(Data records)
□ □ □

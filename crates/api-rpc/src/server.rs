//! JSON-RPC Server
//!
//! Serves JSON-RPC 2.0 over HTTP/WebSocket on a TCP address.

use crate::error::ServerError;
use crate::handler::RpcHandler;
use crate::types::SubmitSequenceRequest;
use jsonrpsee::server::{Server, ServerHandle};
use jsonrpsee::RpcModule;
use std::net::SocketAddr;
use std::sync::Arc;
use tracing::info;

pub const DEFAULT_RPC_HOST: &str = "127.0.0.1";
pub const DEFAULT_RPC_PORT: u16 = 9527;

/// RPC Server Configuration
#[derive(Debug, Clone)]
pub struct RpcServerConfig {
    pub host: String,
    pub port: u16,
}

impl Default for RpcServerConfig {
    fn default() -> Self {
        Self {
            host: DEFAULT_RPC_HOST.to_string(),
            port: DEFAULT_RPC_PORT,
        }
    }
}

/// RPC Server
pub struct RpcServer {
    config: RpcServerConfig,
    handler: Arc<RpcHandler>,
}

impl RpcServer {
    pub fn new(config: RpcServerConfig, handler: Arc<RpcHandler>) -> Self {
        Self { config, handler }
    }

    /// Register every method on a fresh module
    pub fn build_module(&self) -> Result<RpcModule<()>, ServerError> {
        let mut module = RpcModule::new(());

        let handler = self.handler.clone();
        module.register_async_method("sequence.submit.v1", move |params, _, _| {
            let handler = handler.clone();
            async move {
                let req: SubmitSequenceRequest = params.parse()?;
                handler.submit(req).await
            }
        })?;

        let handler = self.handler.clone();
        module.register_async_method("admin.stats.v1", move |_, _, _| {
            let handler = handler.clone();
            async move { handler.stats().await }
        })?;

        Ok(module)
    }

    /// Start the JSON-RPC server. Returns the bound address and a handle
    /// that stops the server when `stop()` is called.
    pub async fn start(self) -> Result<(SocketAddr, ServerHandle), ServerError> {
        let addr = format!("{}:{}", self.config.host, self.config.port);
        let module = self.build_module()?;

        let server = Server::builder()
            .build(&addr)
            .await
            .map_err(|source| ServerError::Bind {
                addr: addr.clone(),
                source,
            })?;
        let local_addr = server.local_addr().map_err(|source| ServerError::Bind {
            addr: addr.clone(),
            source,
        })?;

        info!(addr = %local_addr, "JSON-RPC server started");
        Ok((local_addr, server.start(module)))
    }
}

□ □ □

What you need to do
What is needed is an exact transcription of every entry above.

Finished exercise
filename crates/api-rpc/src/server.rs
//! JSON-RPC Server
//!
//! Serves JSON-RPC 2.0 over HTTP/WebSocket on a TCP address.

use crate::error::ServerError;
use crate::handler::RpcHandler;
use crate::types::SubmitSequenceRequest;
use jsonrpsee::server::{Server, ServerHandle};
use jsonrpsee::RpcModule;
use std::net::SocketAddr;
use std::sync::Arc;
use tracing::info;

pub const DEFAULT_RPC_HOST: &str = "127.0.0.1";
pub const DEFAULT_RPC_PORT: u16 = 9527;

/// RPC Server Configuration
#[derive(Debug, Clone)]
pub struct RpcServerConfig {
    pub host: String,
    pub port: u16,
}

impl Default for RpcServerConfig {
    fn default() -> Self {
        Self {
            host: DEFAULT_RPC_HOST.to_string(),
            port: DEFAULT_RPC_PORT,
        }
    }
}

/// RPC Server
pub struct RpcServer {
    config: RpcServerConfig,
    handler: Arc<RpcHandler>,
}

impl RpcServer {
    pub fn new(config: RpcServerConfig, handler: Arc<RpcHandler>) -> Self {
        Self { config, handler }
    }

    /// Register every method on a fresh module
    pub fn build_module(&self) -> Result<RpcModule<()>, ServerError> {
        let mut module = RpcModule::new(());

        let handler = self.handler.clone();
        module.register_async_method("sequence.submit.v1", move |params, _, _| {
            let handler = handler.clone();
            async move {
                let req: SubmitSequenceRequest = params.parse()?;
                handler.submit(req).await
            }
        })?;

        let handler = self.handler.clone();
        module.register_async_method("admin.stats.v1", move |_, _, _| {
            let handler = handler.clone();
            async move { handler.stats().await }
        })?;

        Ok(module)
    }

    /// Start the JSON-RPC server. Returns the bound address and a handle
    /// that stops the server when `stop()` is called.
    pub async fn start(self) -> Result<(SocketAddr, ServerHandle), ServerError> {
        let addr = format!("{}:{}", self.config.host, self.config.port);
        let module = self.build_module()?;

        let server = Server::builder()
            .build(&addr)
            .await
            .map_err(|source| ServerError::Bind {
                addr: addr.clone(),
                source,
            })?;
        let local_addr = server.local_addr().map_err(|source| ServerError::Bind {
            addr: addr.clone(),
            source,
        })?;

        info!(addr = %local_addr, "JSON-RPC server started");
        Ok((local_addr, server.start(module)))
    }
}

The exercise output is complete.